Sujet : Re: It is not just Physics that Should be Hard in Hard SF
De : g (at) *nospam* crcomp.net (Don)
Groupes : rec.arts.sf.writtenDate : 22. Oct 2024, 03:09:43
Autres entêtes
Organisation : A noiseless patient Spider
Message-ID : <20241021c@crcomp.net>
References : 1 2 3 4 5 6
Scott Dorsey wrote:
Don wrote:
Allow me to atone. Replace "Francophilia" with "Frenchness." As in
Poirot's clear and logical mind demonstrates his Frenchness. Regard
Poirot's Francophilia a regretable mistake made in haste to appease
the almighty alliteration.
>
But he isn't French. He's one of those deepfrying sorts.

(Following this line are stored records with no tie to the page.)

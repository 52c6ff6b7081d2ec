//! mb command - make a container

use clap::Args;
use serde::Serialize;

use super::{connect, report};
use crate::exit_code::ExitCode;
use crate::output::{Formatter, OutputConfig};

/// Create a container; deeper segments are ignored
#[derive(Args, Debug)]
pub struct MbArgs {
    /// Container path (drive/container)
    pub path: String,
}

#[derive(Serialize)]
struct MbOutput {
    success: bool,
    path: String,
    created: bool,
}

/// Execute the mb command
pub async fn execute(args: MbArgs, output_config: OutputConfig) -> ExitCode {
    let formatter = Formatter::new(output_config);
    let target = match connect(&args.path, &formatter) {
        Ok(t) => t,
        Err(code) => return code,
    };

    match target.drive.create_directory(&target.path).await {
        Ok(created) => {
            if formatter.is_json() {
                formatter.json(&MbOutput {
                    success: true,
                    path: args.path,
                    created,
                });
            } else if created {
                let styled = formatter.style_container(&args.path);
                formatter.success(&format!("Container '{styled}' created."));
            } else {
                let styled = formatter.style_container(&args.path);
                formatter.println(&format!("Container '{styled}' already exists."));
            }
            ExitCode::Success
        }
        Err(e) => report(&formatter, &e),
    }
}
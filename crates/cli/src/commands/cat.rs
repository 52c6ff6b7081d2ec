//! cat command - print blob content
//!
//! The path is a query; the first blob it lists is printed. Add `?max=1` or
//! a full key to be explicit about which one.

use clap::Args;
use tokio::io::AsyncWriteExt;

use super::{connect, report};
use crate::exit_code::ExitCode;
use crate::output::{Formatter, OutputConfig};

/// Print the content of the first blob a path matches
#[derive(Args, Debug)]
pub struct CatArgs {
    /// Blob path (drive/container/key[?opts])
    pub path: String,
}

/// Execute the cat command
pub async fn execute(args: CatArgs, output_config: OutputConfig) -> ExitCode {
    let formatter = Formatter::new(output_config);
    let target = match connect(&args.path, &formatter) {
        Ok(t) => t,
        Err(code) => return code,
    };

    let content = match target.drive.read_content(&target.path).await {
        Ok(Some(content)) => content,
        Ok(None) => {
            formatter.error(&format!("No blob matches '{}'", args.path));
            return ExitCode::NotFound;
        }
        Err(e) => return report(&formatter, &e),
    };

    let mut stdout = tokio::io::stdout();
    if let Err(e) = stdout.write_all(&content).await {
        formatter.error(&format!("Failed to write output: {e}"));
        return ExitCode::GeneralError;
    }
    if let Err(e) = stdout.flush().await {
        formatter.error(&format!("Failed to write output: {e}"));
        return ExitCode::GeneralError;
    }
    ExitCode::Success
}
impl RandomWriteDriver {
    pub fn new() -> Self {
        Self::default()
    }

    /// Use a fixed seed, making offsets and content reproducible
    pub fn with_seed(seed: u64) -> Self {
        Self { seed: Some(seed) }
    }

    pub async fn fill<S>(
        &self,
        store: &S,
        container: &str,
        blob: &str,
        total_length: u64,
        count: u64,
    ) -> Result<FillReport>
    where
        S: BlobStore + ?Sized,
    {
        if count == 0 {
            return Ok(FillReport {
                writes: 0,
                distinct_pages: 0,
            });
        }
        if total_length == 0 || total_length % PAGE_SIZE != 0 {
            return Err(Error::InvalidValue(format!(
                "Page blob length {total_length} is not a non-zero multiple of {PAGE_SIZE} bytes"
            )));
        }

        let total_pages = total_length / PAGE_SIZE;
        let (page, offsets) = {
            let mut rng = match self.seed {
                Some(seed) => StdRng::seed_from_u64(seed),
                None => StdRng::from_rng(&mut rand::rng()),
            };
            let mut page = vec![0u8; PAGE_SIZE as usize];
            rng.fill(&mut page[..]);
            let offsets: Vec<u64> = (0..count)
                .map(|_| rng.random_range(0..total_pages) * PAGE_SIZE)
                .collect();
            (Bytes::from(page), offsets)
        };

        let distinct_pages = offsets.iter().collect::<HashSet<_>>().len();
        tracing::debug!(blob = %blob, count, distinct_pages, "Dispatching page writes");

        let writes = offsets
            .iter()
            .map(|offset| store.write_pages(container, blob, *offset, page.clone()));
        let results = join_all(writes).await;

        let failures = results.iter().filter(|r| r.is_err()).count();
        if let Some(first) = results.into_iter().find_map(|r| r.err()) {
            tracing::warn!(blob = %blob, failures, count, "Some page writes failed");
            return Err(first);
        }

        Ok(FillReport {
            writes: count,
            distinct_pages,
        })
    }
}

#[cfg(test)]
mod tests {
    use std::collections::{BTreeMap, BTreeSet};
    use std::sync::Mutex;
    use std::sync::atomic::{AtomicUsize, Ordering};
    use std::sync::Arc;

    use async_trait::async_trait;
    use futures::TryStreamExt;

    use super::*;
    use crate::access::AccessPolicy;
    use crate::path::ListingOptions;
    use crate::traits::{
        BlobEntry, BlobProperties, ContainerAcl, ContainerInfo, ListSegment, MockBlobStore,
        SasResource,
    };

    /// In-memory page blob that records every page-range query
    struct FakePageBlob {
        ranges: Vec<PageRange>,
        queries: Mutex<Vec<(u64, u64)>>,
        /// Fixed range count reported for the first query, if set
        first_round: Option<usize>,
    }

    impl FakePageBlob {
        fn new(ranges: Vec<PageRange>) -> Self {
            Self {
                ranges,
                queries: Mutex::new(Vec::new()),
                first_round: None,
            }
        }

        fn queries(&self) -> Vec<(u64, u64)> {
            self.queries.lock().unwrap().clone()
        }
    }

    #[async_trait]
    impl BlobStore for FakePageBlob {
        async fn page_ranges(
            &self,
            _container: &str,
            _blob: &str,
            offset: u64,
            length: u64,
        ) -> Result<Vec<PageRange>> {
            let mut queries = self.queries.lock().unwrap();
            queries.push((offset, length));
            if queries.len() == 1
                && let Some(round) = self.first_round
            {
                let end = offset + length;
                return Ok((0..round as u64)
                    .map(|i| offset + i * PAGE_SIZE)
                    .filter(|s| *s < end)
                    .map(|s| PageRange::new(s, s + PAGE_SIZE - 1))
                    .collect());
            }

            let end = offset + length;
            Ok(self
                .ranges
                .iter()
                .filter(|r| r.end >= offset && r.start < end)
                .map(|r| PageRange::new(r.start.max(offset), r.end.min(end - 1)))
                .collect())
        }

        async fn list_containers(&self) -> Result<Vec<ContainerInfo>> {
            unimplemented!()
        }
        async fn container_exists(&self, _: &str) -> Result<bool> {
            unimplemented!()
        }
        async fn create_container(&self, _: &str) -> Result<()> {
            unimplemented!()
        }
        async fn delete_container(&self, _: &str) -> Result<bool> {
            unimplemented!()
        }
        async fn list_blobs(&self, _: &str, _: &ListingOptions) -> Result<Vec<BlobEntry>> {
            unimplemented!()
        }
        async fn list_blobs_segment(
            &self,
            _: &str,
            _: &ListingOptions,
            _: usize,
            _: Option<String>,
        ) -> Result<ListSegment> {
            unimplemented!()
        }
        async fn blob_properties(&self, _: &str, _: &str) -> Result<Option<BlobProperties>> {
            unimplemented!()
        }
        async fn create_page_blob(&self, _: &str, _: &str, _: u64) -> Result<()> {
            unimplemented!()
        }
        async fn write_pages(&self, _: &str, _: &str, _: u64, _: Bytes) -> Result<()> {
            unimplemented!()
        }
        async fn put_block_blob(&self, _: &str, _: &str, _: Bytes, _: Option<String>) -> Result<()> {
            unimplemented!()
        }
        async fn create_append_blob(&self, _: &str, _: &str) -> Result<()> {
            unimplemented!()
        }
        async fn append_block(&self, _: &str, _: &str, _: Bytes) -> Result<()> {
            unimplemented!()
        }
        async fn get_blob(&self, _: &str, _: &str) -> Result<Bytes> {
            unimplemented!()
        }
        async fn delete_blob(&self, _: &str, _: &str, _: Option<String>) -> Result<()> {
            unimplemented!()
        }
        async fn get_container_acl(&self, _: &str) -> Result<ContainerAcl> {
            unimplemented!()
        }
        async fn set_container_acl(&self, _: &str, _: ContainerAcl) -> Result<()> {
            unimplemented!()
        }
        fn sas_token(&self, _: &SasResource, _: &AccessPolicy, _: Option<String>) -> Result<String> {
            unimplemented!()
        }
        fn blob_url(&self, _: &str, _: &str) -> String {
            unimplemented!()
        }
    }

    const MIB: u64 = 1024 * 1024;

    fn page(index: u64) -> PageRange {
        PageRange::new(index * PAGE_SIZE, index * PAGE_SIZE + PAGE_SIZE - 1)
    }

    /// Merge adjacent ranges so split-at-window-boundary results compare equal
    fn coalesce(ranges: &[PageRange]) -> Vec<PageRange> {
        let mut out: Vec<PageRange> = Vec::new();
        for r in ranges {
            match out.last_mut() {
                Some(last) if last.end + 1 == r.start => last.end = r.end,
                _ => out.push(*r),
            }
        }
        out
    }

    #[test]
    fn test_initial_window_must_be_page_aligned() {
        assert!(ScanConfig::default().validate().is_ok());
        for initial_window in [0, 1000, PAGE_SIZE + 1] {
            let config = ScanConfig {
                initial_window,
                ..ScanConfig::default()
            };
            assert!(matches!(config.validate(), Err(Error::Config(_))), "{initial_window}");
        }
    }

    #[test]
    fn test_next_window_band() {
        let config = ScanConfig::default();
        assert_eq!(config.next_window(4 * MIB, 50), 8 * MIB);
        assert_eq!(config.next_window(4 * MIB, 600), 2 * MIB);
        assert_eq!(config.next_window(4 * MIB, 300), 4 * MIB);
        assert_eq!(config.next_window(4 * MIB, 200), 4 * MIB);
        assert_eq!(config.next_window(4 * MIB, 500), 4 * MIB);
        assert_eq!(config.next_window(PAGE_SIZE, 501), PAGE_SIZE);
    }

    async fn second_window(first_round: usize) -> u64 {
        let mut fake = FakePageBlob::new(vec![]);
        fake.first_round = Some(first_round);
        let scanner = PageRangeScanner::default();

        let _: Vec<_> = scanner
            .scan(&fake, "disks", "vm.vhd", 64 * MIB)
            .try_collect()
            .await
            .unwrap();

        let queries = fake.queries();
        assert_eq!(queries[0], (0, 4 * MIB));
        queries[1].1
    }

    #[tokio::test]
    async fn test_window_halves_after_dense_round() {
        assert_eq!(second_window(600).await, 2 * MIB);
    }

    #[tokio::test]
    async fn test_window_doubles_after_sparse_round() {
        assert_eq!(second_window(50).await, 8 * MIB);
    }

    #[tokio::test]
    async fn test_window_kept_inside_band() {
        assert_eq!(second_window(300).await, 4 * MIB);
    }

    #[tokio::test]
    async fn test_scan_returns_exactly_the_injected_ranges() {
        // Dense region up front forces shrinking, sparse tail forces growth.
        let mut injected: Vec<PageRange> = (0..3000u64).map(|i| page(i * 2)).collect();
        injected.push(PageRange::new(20 * MIB, 20 * MIB + 8 * PAGE_SIZE - 1));
        injected.push(page((100 * MIB) / PAGE_SIZE - 1));
        let total = 100 * MIB;

        let fake = FakePageBlob::new(injected.clone());
        let scanned: Vec<_> = PageRangeScanner::default()
            .scan(&fake, "disks", "vm.vhd", total)
            .try_collect()
            .await
            .unwrap();

        assert_eq!(coalesce(&scanned), coalesce(&injected));
        assert!(scanned.windows(2).all(|w| w[0].end < w[1].start));
        assert!(scanned.iter().all(|r| r.end < total));

        let queries = fake.queries();
        let covered: u64 = queries.iter().map(|(_, len)| len).sum();
        assert_eq!(covered, total);
        assert!(queries.windows(2).all(|w| w[0].0 + w[0].1 == w[1].0));
        let sizes: BTreeSet<u64> = queries.iter().map(|(_, len)| *len).collect();
        assert!(sizes.len() > 1, "window never adapted: {sizes:?}");
    }

    #[tokio::test]
    async fn test_scan_clamps_last_window() {
        let fake = FakePageBlob::new(vec![page(0)]);
        let total = 4 * MIB + 3 * PAGE_SIZE;
        let scanned: Vec<_> = PageRangeScanner::default()
            .scan(&fake, "disks", "small.vhd", total)
            .try_collect()
            .await
            .unwrap();

        assert_eq!(scanned, vec![page(0)]);
        assert_eq!(fake.queries(), vec![(0, 4 * MIB), (4 * MIB, 3 * PAGE_SIZE)]);
    }

    #[tokio::test]
    async fn test_scan_empty_blob_issues_no_query() {
        let fake = FakePageBlob::new(vec![]);
        let scanned: Vec<_> = PageRangeScanner::default()
            .scan(&fake, "disks", "empty.vhd", 0)
            .try_collect()
            .await
            .unwrap();

        assert!(scanned.is_empty());
        assert!(fake.queries().is_empty());
    }

    #[tokio::test]
    async fn test_scan_uses_configured_window() {
        let fake = FakePageBlob::new(vec![]);
        let config = ScanConfig {
            initial_window: MIB,
            grow_below: 0,
            shrink_above: usize::MAX,
        };
        let _: Vec<_> = PageRangeScanner::new(config)
            .scan(&fake, "disks", "vm.vhd", 3 * MIB)
            .try_collect()
            .await
            .unwrap();

        assert_eq!(fake.queries(), vec![(0, MIB), (MIB, MIB), (2 * MIB, MIB)]);
    }

    #[tokio::test]
    async fn test_fill_zero_count_issues_no_writes() {
        let mut store = MockBlobStore::new();
        store.expect_write_pages().never();

        let report = RandomWriteDriver::new()
            .fill(&store, "disks", "vm.vhd", 8 * PAGE_SIZE, 0)
            .await
            .unwrap();

        assert_eq!(report.writes, 0);
    }

    #[tokio::test]
    async fn test_fill_issues_every_write_page_aligned() {
        let total = 64 * PAGE_SIZE;
        let seen = Arc::new(Mutex::new(Vec::new()));
        let seen_clone = seen.clone();

        let mut store = MockBlobStore::new();
        store
            .expect_write_pages()
            .times(25)
            .returning(move |_, _, offset, data| {
                seen_clone.lock().unwrap().push((offset, data.len()));
                Ok(())
            });

        let report = RandomWriteDriver::with_seed(7)
            .fill(&store, "disks", "vm.vhd", total, 25)
            .await
            .unwrap();

        let seen = seen.lock().unwrap();
        assert_eq!(seen.len(), 25);
        assert!(
            seen.iter()
                .all(|(o, len)| o % PAGE_SIZE == 0 && *o < total && *len == PAGE_SIZE as usize)
        );
        let distinct: BTreeMap<u64, ()> = seen.iter().map(|(o, _)| (*o, ())).collect();
        assert_eq!(report.writes, 25);
        assert_eq!(report.distinct_pages, distinct.len());
    }

    #[tokio::test]
    async fn test_fill_single_failure_fails_call_after_all_writes() {
        let calls = Arc::new(AtomicUsize::new(0));
        let calls_clone = calls.clone();

        let mut store = MockBlobStore::new();
        store
            .expect_write_pages()
            .times(10)
            .returning(move |_, _, _, _| {
                let n = calls_clone.fetch_add(1, Ordering::SeqCst);
                if n == 3 {
                    Err(Error::Backend {
                        status: 500,
                        message: "InternalError".to_string(),
                    })
                } else {
                    Ok(())
                }
            });

        let err = RandomWriteDriver::with_seed(1)
            .fill(&store, "disks", "vm.vhd", 16 * PAGE_SIZE, 10)
            .await
            .unwrap_err();

        assert!(matches!(err, Error::Backend { status: 500, .. }));
        assert_eq!(calls.load(Ordering::SeqCst), 10);
    }

    #[tokio::test]
    async fn test_fill_rejects_unaligned_length() {
        let mut store = MockBlobStore::new();
        store.expect_write_pages().never();

        let err = RandomWriteDriver::new()
            .fill(&store, "disks", "odd.bin", 1000, 3)
            .await
            .unwrap_err();
        assert!(matches!(err, Error::InvalidValue(_)));
    }

    #[tokio::test]
    async fn test_fill_seeded_is_reproducible() {
        async fn offsets(seed: u64) -> Vec<u64> {
            let seen = Arc::new(Mutex::new(Vec::new()));
            let seen_clone = seen.clone();
            let mut store = MockBlobStore::new();
            store.expect_write_pages().returning(move |_, _, offset, _| {
                seen_clone.lock().unwrap().push(offset);
                Ok(())
            });
            RandomWriteDriver::with_seed(seed)
                .fill(&store, "c", "b", 1024 * PAGE_SIZE, 16)
                .await
                .unwrap();
            let mut v = seen.lock().unwrap().clone();
            v.sort();
            v
        }

        assert_eq!(offsets(42).await, offsets(42).await);
    }
}
//! put command - upload a block blob
//!
//! Content comes from `--file`, `--content` or stdin. The container is created
//! when missing; a path naming only a container just creates it. A destination
//! ending in `/` takes the local file name, as `cp` does.

use std::path::{Path, PathBuf};

use anyhow::Context;
use bytes::Bytes;
use cd_core::path::join_path;
use clap::Args;
use serde::Serialize;
use tokio::io::AsyncReadExt;

use super::ls::format_size;
use super::{connect, report};
use crate::exit_code::ExitCode;
use crate::output::{Formatter, OutputConfig};

/// Upload a block blob
#[derive(Args, Debug)]
pub struct PutArgs {
    /// Destination path (drive/container/key)
    pub path: String,

    #[command(flatten)]
    pub input: InputArgs,

    /// Content type; guessed from the file or blob name when omitted
    #[arg(long)]
    pub content_type: Option<String>,
}

/// Where uploaded content comes from
#[derive(Args, Debug, Default)]
pub struct InputArgs {
    /// Read content from a local file
    #[arg(short, long, conflicts_with = "content")]
    pub file: Option<PathBuf>,

    /// Use this string as content
    #[arg(short, long)]
    pub content: Option<String>,
}

impl InputArgs {
    /// The bytes to upload; stdin when neither flag is given
    pub async fn read(&self) -> anyhow::Result<Bytes> {
        if let Some(file) = &self.file {
            let data = tokio::fs::read(file)
                .await
                .with_context(|| format!("Failed to read {}", file.display()))?;
            return Ok(Bytes::from(data));
        }
        if let Some(content) = &self.content {
            return Ok(Bytes::from(content.clone()));
        }

        let mut data = Vec::new();
        tokio::io::stdin()
            .read_to_end(&mut data)
            .await
            .context("Failed to read stdin")?;
        Ok(Bytes::from(data))
    }
}

#[derive(Serialize)]
pub(crate) struct UploadOutput {
    pub success: bool,
    pub path: String,
    pub size: usize,
    #[serde(skip_serializing_if = "Option::is_none")]
    pub content_type: Option<String>,
}

/// Content type for an upload: explicit, then the local file, then the blob name
pub(crate) fn guess_content_type(explicit: Option<&str>, file: Option<&Path>, blob_path: &str) -> Option<String> {
    if let Some(ct) = explicit {
        return Some(ct.to_string());
    }
    let name = blob_path.split('?').next().unwrap_or(blob_path);
    file.and_then(|f| mime_guess::from_path(f).first())
        .or_else(|| mime_guess::from_path(name).first())
        .map(|m| m.essence_str().to_string())
}

/// Destination for an upload; a directory-like path gets the file name appended
pub(crate) fn upload_destination(path: &str, file: Option<&Path>) -> String {
    let name = file.and_then(Path::file_name).and_then(|n| n.to_str());
    match name {
        Some(name) if path.ends_with('/') => join_path(path, name),
        _ => path.to_string(),
    }
}

/// Execute the put command
pub async fn execute(args: PutArgs, output_config: OutputConfig) -> ExitCode {
    let formatter = Formatter::new(output_config);
    let destination = upload_destination(&args.path, args.input.file.as_deref());
    let target = match connect(&destination, &formatter) {
        Ok(t) => t,
        Err(code) => return code,
    };

    let data = match args.input.read().await {
        Ok(d) => d,
        Err(e) => {
            formatter.error(&format!("{e:#}"));
            return ExitCode::GeneralError;
        }
    };
    let size = data.len();
    let content_type = guess_content_type(args.content_type.as_deref(), args.input.file.as_deref(), &target.path);

    match target
        .drive
        .write_block_blob(&target.path, data, content_type.clone())
        .await
    {
        Ok(()) => {
            if formatter.is_json() {
                formatter.json(&UploadOutput {
                    success: true,
                    path: destination,
                    size,
                    content_type,
                });
            } else {
                let styled_size = formatter.style_size(&format_size(size as u64));
                formatter.success(&format!("Uploaded {styled_size} to '{destination}'."));
            }
            ExitCode::Success
        }
        Err(e) => report(&formatter, &e),
    }
}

Agreed. He isn't French. He doesn't want to be French. Yet he cogitates
with a French mindset. From a neologistical perspective, is
"Francophrenic" fit for purpose in this case?
Addendum:
In retrospect, rigorous ratiocination requires recognition of two types
of thought: verbal and visual. Is French art intrinsically recognizable
as such?
Humans rely on at least two modes of thought: verbal (inner
speech) and visual (imagery). Are these modes independent,
or does engaging in one entail engaging in the other?
<
https://pmc.ncbi.nlm.nih.gov/articles/PMC5448978/>
The power of picturing thoughts
Visual images often intrude on verbal thinking, study says,
suggesting that pondering with images may be hardwired
<
https://news.harvard.edu/gazette/story/2017/05/visual-images-often-intrude-on-verbal-thinking-study-says/>
ObSF (first posted in 2020):
Beware the Hieronymus Bosch
"Be careful what you wish for, lest it come true!"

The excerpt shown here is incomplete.